■ **Exercise directions**
Please write out the listing beneath this sentence exactly, from its first line to the line with "#[derive(Debug, Serialize)]", and stop there.

────

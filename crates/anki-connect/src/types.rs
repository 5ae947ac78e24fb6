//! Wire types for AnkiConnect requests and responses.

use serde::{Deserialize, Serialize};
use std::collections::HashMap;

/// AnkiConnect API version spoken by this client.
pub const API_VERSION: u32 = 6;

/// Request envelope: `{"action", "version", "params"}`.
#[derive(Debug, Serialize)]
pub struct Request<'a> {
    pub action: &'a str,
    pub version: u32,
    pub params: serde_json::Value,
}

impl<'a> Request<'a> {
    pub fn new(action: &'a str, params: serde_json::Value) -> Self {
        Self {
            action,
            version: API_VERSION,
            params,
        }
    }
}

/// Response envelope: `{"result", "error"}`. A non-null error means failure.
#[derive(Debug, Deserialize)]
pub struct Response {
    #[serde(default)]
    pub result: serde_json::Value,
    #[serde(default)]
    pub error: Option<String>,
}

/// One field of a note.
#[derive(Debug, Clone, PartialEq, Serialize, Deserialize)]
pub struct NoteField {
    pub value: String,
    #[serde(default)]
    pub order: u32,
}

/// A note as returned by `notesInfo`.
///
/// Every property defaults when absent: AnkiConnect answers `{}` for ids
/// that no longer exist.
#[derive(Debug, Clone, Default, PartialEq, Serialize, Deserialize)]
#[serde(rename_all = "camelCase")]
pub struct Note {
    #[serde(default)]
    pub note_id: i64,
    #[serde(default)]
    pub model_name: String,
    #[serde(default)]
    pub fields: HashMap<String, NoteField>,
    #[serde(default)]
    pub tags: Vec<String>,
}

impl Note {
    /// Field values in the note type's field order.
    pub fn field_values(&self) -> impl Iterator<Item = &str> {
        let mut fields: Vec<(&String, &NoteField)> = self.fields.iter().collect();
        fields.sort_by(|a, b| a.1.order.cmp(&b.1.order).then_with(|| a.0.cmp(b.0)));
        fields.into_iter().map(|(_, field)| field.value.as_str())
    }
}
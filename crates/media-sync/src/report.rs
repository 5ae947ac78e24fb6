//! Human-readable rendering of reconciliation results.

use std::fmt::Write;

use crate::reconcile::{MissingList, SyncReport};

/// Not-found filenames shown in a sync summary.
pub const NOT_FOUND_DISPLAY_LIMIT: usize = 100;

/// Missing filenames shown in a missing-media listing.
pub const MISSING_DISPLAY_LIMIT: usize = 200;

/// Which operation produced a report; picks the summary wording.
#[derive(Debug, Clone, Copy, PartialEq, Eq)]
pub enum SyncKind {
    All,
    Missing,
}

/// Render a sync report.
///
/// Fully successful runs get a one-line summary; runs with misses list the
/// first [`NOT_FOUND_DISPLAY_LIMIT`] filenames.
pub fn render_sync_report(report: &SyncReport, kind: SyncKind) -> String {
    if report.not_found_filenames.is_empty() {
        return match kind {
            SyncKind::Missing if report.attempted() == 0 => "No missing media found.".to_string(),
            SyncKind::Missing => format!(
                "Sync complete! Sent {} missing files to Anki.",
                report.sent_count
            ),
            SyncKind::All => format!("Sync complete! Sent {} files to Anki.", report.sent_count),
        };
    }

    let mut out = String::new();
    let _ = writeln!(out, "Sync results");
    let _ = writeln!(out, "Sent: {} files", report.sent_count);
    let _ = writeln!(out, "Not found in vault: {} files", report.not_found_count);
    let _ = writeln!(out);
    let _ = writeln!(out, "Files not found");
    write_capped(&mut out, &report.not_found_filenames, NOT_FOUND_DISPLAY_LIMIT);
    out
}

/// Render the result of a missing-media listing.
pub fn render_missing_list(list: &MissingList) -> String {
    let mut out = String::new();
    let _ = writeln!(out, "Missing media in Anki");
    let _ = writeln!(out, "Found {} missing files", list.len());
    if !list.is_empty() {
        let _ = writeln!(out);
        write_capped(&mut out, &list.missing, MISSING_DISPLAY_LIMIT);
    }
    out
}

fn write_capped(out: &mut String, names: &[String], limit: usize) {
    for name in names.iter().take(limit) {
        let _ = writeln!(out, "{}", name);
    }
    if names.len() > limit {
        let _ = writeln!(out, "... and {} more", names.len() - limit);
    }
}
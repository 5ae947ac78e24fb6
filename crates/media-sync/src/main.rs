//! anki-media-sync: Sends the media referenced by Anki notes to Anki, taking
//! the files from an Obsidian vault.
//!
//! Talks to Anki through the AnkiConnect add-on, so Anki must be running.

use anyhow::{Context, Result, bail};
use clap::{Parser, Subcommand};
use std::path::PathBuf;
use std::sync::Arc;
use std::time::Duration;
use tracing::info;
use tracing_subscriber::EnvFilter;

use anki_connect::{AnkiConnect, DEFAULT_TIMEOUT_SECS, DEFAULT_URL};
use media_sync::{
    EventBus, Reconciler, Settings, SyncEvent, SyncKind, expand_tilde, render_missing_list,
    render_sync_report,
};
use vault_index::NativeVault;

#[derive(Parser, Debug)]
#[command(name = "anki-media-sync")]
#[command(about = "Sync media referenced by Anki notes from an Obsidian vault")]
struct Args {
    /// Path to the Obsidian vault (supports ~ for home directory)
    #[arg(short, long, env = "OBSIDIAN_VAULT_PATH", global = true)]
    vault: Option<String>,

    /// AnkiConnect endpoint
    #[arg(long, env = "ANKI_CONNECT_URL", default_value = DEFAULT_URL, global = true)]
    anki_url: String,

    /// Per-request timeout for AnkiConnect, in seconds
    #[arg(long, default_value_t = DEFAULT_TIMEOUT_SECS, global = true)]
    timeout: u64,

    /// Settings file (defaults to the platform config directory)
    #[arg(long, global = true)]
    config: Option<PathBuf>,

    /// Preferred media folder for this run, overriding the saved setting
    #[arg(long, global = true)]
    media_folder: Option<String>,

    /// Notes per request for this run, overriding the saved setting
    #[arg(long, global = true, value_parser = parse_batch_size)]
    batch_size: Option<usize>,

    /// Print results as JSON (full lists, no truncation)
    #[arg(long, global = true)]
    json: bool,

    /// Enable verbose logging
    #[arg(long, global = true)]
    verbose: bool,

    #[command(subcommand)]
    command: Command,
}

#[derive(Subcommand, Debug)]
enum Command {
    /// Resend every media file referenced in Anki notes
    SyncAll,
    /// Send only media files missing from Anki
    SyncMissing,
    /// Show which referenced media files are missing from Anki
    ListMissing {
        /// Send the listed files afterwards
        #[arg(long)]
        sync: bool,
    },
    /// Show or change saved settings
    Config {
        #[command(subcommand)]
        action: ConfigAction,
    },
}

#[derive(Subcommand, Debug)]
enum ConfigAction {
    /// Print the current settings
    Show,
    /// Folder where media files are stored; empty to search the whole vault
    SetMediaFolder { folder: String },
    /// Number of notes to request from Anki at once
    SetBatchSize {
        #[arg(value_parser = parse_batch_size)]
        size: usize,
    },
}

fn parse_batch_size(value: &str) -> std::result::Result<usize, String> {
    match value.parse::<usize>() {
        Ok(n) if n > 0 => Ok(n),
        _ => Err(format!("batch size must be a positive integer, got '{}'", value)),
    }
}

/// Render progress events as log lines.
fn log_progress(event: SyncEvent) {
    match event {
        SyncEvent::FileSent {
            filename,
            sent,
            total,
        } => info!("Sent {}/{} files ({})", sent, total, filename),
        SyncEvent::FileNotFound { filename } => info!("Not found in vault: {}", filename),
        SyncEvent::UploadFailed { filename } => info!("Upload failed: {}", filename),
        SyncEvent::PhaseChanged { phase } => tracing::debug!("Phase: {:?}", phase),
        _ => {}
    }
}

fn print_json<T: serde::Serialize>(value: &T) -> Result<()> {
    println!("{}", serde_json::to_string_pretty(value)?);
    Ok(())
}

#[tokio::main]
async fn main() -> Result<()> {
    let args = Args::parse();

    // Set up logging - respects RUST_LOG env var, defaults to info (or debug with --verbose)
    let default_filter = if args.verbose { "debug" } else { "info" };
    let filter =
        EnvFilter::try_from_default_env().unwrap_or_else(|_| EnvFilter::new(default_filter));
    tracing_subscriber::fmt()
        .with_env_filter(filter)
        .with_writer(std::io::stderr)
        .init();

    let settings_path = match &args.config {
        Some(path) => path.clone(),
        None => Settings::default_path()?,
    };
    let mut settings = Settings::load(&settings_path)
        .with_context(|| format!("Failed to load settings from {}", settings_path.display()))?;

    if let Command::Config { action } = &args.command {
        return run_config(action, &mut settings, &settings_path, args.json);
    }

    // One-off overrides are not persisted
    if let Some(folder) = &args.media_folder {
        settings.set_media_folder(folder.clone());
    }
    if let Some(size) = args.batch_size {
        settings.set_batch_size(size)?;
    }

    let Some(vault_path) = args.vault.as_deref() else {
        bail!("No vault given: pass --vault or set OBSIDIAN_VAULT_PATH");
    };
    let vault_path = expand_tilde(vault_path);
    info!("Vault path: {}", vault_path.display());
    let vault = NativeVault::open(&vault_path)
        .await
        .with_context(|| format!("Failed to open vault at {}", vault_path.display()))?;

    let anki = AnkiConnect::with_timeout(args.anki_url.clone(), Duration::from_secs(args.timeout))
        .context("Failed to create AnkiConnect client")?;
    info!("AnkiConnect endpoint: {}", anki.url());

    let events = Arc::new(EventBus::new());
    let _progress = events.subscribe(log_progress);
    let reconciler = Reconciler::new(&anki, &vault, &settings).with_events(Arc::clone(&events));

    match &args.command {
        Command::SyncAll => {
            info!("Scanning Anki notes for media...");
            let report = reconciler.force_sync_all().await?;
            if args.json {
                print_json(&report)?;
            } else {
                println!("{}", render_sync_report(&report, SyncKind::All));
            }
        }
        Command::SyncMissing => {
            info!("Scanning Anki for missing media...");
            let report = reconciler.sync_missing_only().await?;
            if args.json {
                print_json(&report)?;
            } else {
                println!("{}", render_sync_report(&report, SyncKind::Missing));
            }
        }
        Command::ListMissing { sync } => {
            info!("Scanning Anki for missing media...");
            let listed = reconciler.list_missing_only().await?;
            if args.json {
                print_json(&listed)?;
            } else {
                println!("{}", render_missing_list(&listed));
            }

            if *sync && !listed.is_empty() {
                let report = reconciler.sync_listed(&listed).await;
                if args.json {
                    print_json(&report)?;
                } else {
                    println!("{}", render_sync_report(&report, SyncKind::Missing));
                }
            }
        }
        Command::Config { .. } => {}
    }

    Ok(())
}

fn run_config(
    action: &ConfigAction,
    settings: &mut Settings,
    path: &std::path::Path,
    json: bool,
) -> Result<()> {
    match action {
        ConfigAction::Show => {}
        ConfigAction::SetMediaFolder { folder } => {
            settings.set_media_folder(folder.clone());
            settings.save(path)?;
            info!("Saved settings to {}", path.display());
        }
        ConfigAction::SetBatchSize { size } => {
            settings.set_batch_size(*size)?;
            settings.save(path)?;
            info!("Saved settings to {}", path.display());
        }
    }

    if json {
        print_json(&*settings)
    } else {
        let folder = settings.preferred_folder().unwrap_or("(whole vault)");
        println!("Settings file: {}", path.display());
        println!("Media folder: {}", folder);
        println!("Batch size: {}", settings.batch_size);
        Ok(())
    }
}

────

■ **Solution below**
filename crates/anki-connect/src/types.rs
repository 5ae947ac78e24fb6
//! Wire types for AnkiConnect requests and responses.

use serde::{Deserialize, Serialize};
use std::collections::HashMap;

/// AnkiConnect API version spoken by this client.
pub const API_VERSION: u32 = 6;

/// Request envelope: `{"action", "version", "params"}`.
#[derive(Debug, Serialize)]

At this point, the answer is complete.